### What to do
Once you reach the line containing "compare against the" in the data below, restate each line word for word up to and including the one containing "use gait_core::hash_canonical_json;".

### Items from a data source

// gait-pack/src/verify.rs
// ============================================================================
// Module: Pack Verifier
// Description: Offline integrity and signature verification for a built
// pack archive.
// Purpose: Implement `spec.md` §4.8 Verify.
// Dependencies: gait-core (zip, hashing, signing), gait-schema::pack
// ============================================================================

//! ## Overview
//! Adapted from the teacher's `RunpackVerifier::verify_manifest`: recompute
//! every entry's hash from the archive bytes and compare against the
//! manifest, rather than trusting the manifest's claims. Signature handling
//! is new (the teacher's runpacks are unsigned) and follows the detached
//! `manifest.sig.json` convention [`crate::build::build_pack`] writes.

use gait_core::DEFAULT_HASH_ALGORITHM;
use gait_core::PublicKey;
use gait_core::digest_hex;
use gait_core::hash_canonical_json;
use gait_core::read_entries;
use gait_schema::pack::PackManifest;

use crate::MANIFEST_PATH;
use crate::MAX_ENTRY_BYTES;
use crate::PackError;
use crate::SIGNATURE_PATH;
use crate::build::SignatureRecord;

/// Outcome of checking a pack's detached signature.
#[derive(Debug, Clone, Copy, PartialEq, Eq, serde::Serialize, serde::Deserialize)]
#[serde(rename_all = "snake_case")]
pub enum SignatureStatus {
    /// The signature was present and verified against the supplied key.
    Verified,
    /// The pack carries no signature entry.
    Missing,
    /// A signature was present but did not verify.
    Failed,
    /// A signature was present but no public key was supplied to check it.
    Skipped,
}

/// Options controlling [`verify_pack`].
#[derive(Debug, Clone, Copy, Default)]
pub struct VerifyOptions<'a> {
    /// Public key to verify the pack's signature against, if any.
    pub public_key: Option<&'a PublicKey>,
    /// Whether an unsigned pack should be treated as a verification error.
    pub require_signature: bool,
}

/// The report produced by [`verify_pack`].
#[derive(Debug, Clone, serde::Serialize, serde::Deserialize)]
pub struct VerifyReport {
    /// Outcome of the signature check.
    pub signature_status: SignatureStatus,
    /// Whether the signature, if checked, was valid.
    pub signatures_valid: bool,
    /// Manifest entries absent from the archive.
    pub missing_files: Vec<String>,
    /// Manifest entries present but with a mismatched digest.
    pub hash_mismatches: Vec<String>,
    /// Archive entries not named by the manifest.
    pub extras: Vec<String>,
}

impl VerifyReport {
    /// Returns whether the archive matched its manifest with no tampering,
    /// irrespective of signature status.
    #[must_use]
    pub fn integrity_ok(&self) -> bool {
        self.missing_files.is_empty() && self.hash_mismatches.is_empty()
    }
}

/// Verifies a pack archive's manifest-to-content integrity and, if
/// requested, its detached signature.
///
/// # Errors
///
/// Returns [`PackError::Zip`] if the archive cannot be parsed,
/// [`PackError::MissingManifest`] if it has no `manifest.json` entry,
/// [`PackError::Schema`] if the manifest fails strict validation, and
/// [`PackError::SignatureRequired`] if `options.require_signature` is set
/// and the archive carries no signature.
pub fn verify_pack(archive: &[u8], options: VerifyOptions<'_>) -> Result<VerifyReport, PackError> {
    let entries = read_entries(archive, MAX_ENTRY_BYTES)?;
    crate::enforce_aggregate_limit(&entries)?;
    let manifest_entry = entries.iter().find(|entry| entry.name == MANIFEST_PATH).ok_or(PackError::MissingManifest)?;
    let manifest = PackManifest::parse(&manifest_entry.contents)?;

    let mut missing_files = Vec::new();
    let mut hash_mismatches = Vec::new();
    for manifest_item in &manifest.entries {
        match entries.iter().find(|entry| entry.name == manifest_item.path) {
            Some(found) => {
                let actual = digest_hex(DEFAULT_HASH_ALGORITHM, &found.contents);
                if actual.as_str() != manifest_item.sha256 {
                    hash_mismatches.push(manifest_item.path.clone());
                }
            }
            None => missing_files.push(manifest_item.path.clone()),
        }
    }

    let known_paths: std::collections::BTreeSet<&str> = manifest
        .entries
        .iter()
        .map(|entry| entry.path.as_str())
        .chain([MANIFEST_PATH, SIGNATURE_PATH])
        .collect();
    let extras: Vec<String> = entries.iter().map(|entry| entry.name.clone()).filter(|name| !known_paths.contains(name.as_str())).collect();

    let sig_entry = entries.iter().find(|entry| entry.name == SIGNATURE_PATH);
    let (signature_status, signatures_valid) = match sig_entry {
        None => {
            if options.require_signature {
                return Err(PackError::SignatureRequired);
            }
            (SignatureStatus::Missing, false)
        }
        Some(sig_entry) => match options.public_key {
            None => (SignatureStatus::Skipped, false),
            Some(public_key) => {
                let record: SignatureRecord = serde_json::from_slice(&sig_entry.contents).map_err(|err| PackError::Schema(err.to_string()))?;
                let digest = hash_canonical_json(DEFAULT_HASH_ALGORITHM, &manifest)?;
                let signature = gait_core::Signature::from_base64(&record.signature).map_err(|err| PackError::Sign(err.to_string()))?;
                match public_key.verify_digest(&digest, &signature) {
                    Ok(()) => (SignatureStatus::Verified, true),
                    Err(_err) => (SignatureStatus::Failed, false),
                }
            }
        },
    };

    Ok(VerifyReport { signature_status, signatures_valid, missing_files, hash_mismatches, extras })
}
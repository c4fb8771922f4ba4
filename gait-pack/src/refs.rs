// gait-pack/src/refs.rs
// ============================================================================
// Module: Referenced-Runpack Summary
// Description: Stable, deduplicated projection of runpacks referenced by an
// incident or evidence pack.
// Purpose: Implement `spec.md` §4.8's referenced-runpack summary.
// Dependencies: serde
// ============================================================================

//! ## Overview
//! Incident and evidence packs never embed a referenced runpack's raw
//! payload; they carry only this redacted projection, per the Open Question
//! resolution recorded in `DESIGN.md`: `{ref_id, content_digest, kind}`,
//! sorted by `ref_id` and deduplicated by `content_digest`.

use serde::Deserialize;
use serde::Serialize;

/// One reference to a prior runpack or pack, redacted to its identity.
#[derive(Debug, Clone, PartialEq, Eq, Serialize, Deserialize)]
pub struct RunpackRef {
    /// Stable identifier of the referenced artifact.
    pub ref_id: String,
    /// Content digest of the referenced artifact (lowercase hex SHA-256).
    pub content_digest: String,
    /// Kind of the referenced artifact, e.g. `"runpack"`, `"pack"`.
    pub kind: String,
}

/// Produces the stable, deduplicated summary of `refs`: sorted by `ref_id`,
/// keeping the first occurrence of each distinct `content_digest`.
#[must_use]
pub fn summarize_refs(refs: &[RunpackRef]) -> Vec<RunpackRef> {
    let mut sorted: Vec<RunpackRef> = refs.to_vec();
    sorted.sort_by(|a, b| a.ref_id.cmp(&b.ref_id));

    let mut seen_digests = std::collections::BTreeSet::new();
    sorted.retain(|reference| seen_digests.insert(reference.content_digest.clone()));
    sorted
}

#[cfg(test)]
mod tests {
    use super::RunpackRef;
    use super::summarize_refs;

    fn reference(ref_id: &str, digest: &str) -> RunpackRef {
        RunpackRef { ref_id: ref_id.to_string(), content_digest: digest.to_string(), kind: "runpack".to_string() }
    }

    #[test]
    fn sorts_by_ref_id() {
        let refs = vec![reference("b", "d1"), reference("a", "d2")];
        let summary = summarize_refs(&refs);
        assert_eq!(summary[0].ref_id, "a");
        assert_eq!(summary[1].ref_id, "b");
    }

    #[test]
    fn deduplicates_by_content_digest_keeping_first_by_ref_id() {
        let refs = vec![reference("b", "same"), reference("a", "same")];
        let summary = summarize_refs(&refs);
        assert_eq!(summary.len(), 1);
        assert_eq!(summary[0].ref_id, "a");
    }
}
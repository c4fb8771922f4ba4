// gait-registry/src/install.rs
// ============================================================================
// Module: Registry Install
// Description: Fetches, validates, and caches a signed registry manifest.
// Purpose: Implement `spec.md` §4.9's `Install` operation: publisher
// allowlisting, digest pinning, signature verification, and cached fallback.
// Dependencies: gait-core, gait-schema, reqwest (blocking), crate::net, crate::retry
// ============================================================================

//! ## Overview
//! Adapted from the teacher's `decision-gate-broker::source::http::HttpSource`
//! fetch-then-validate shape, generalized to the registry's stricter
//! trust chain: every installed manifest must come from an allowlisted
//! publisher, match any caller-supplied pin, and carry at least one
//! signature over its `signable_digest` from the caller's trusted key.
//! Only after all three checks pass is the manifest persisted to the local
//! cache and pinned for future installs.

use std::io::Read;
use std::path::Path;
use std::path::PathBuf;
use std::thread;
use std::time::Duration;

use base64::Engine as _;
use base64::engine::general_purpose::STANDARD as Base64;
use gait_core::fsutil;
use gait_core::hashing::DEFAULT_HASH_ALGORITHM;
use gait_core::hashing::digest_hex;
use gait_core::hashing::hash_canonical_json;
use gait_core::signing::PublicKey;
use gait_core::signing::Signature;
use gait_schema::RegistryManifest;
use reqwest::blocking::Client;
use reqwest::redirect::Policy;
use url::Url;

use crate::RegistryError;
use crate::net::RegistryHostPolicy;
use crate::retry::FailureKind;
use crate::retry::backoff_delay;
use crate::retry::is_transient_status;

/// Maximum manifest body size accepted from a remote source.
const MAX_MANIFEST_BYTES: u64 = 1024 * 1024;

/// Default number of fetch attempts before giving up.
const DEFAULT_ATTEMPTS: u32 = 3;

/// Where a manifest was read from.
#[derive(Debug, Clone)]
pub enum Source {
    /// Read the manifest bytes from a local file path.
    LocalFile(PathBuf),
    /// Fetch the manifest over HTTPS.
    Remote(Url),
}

### Output below
//! every entry's hash from the archive bytes and compare against the
//! manifest, rather than trusting the manifest's claims. Signature handling
//! is new (the teacher's runpacks are unsigned) and follows the detached
//! `manifest.sig.json` convention [`crate::build::build_pack`] writes.

use gait_core::DEFAULT_HASH_ALGORITHM;
use gait_core::PublicKey;
use gait_core::digest_hex;
use gait_core::hash_canonical_json;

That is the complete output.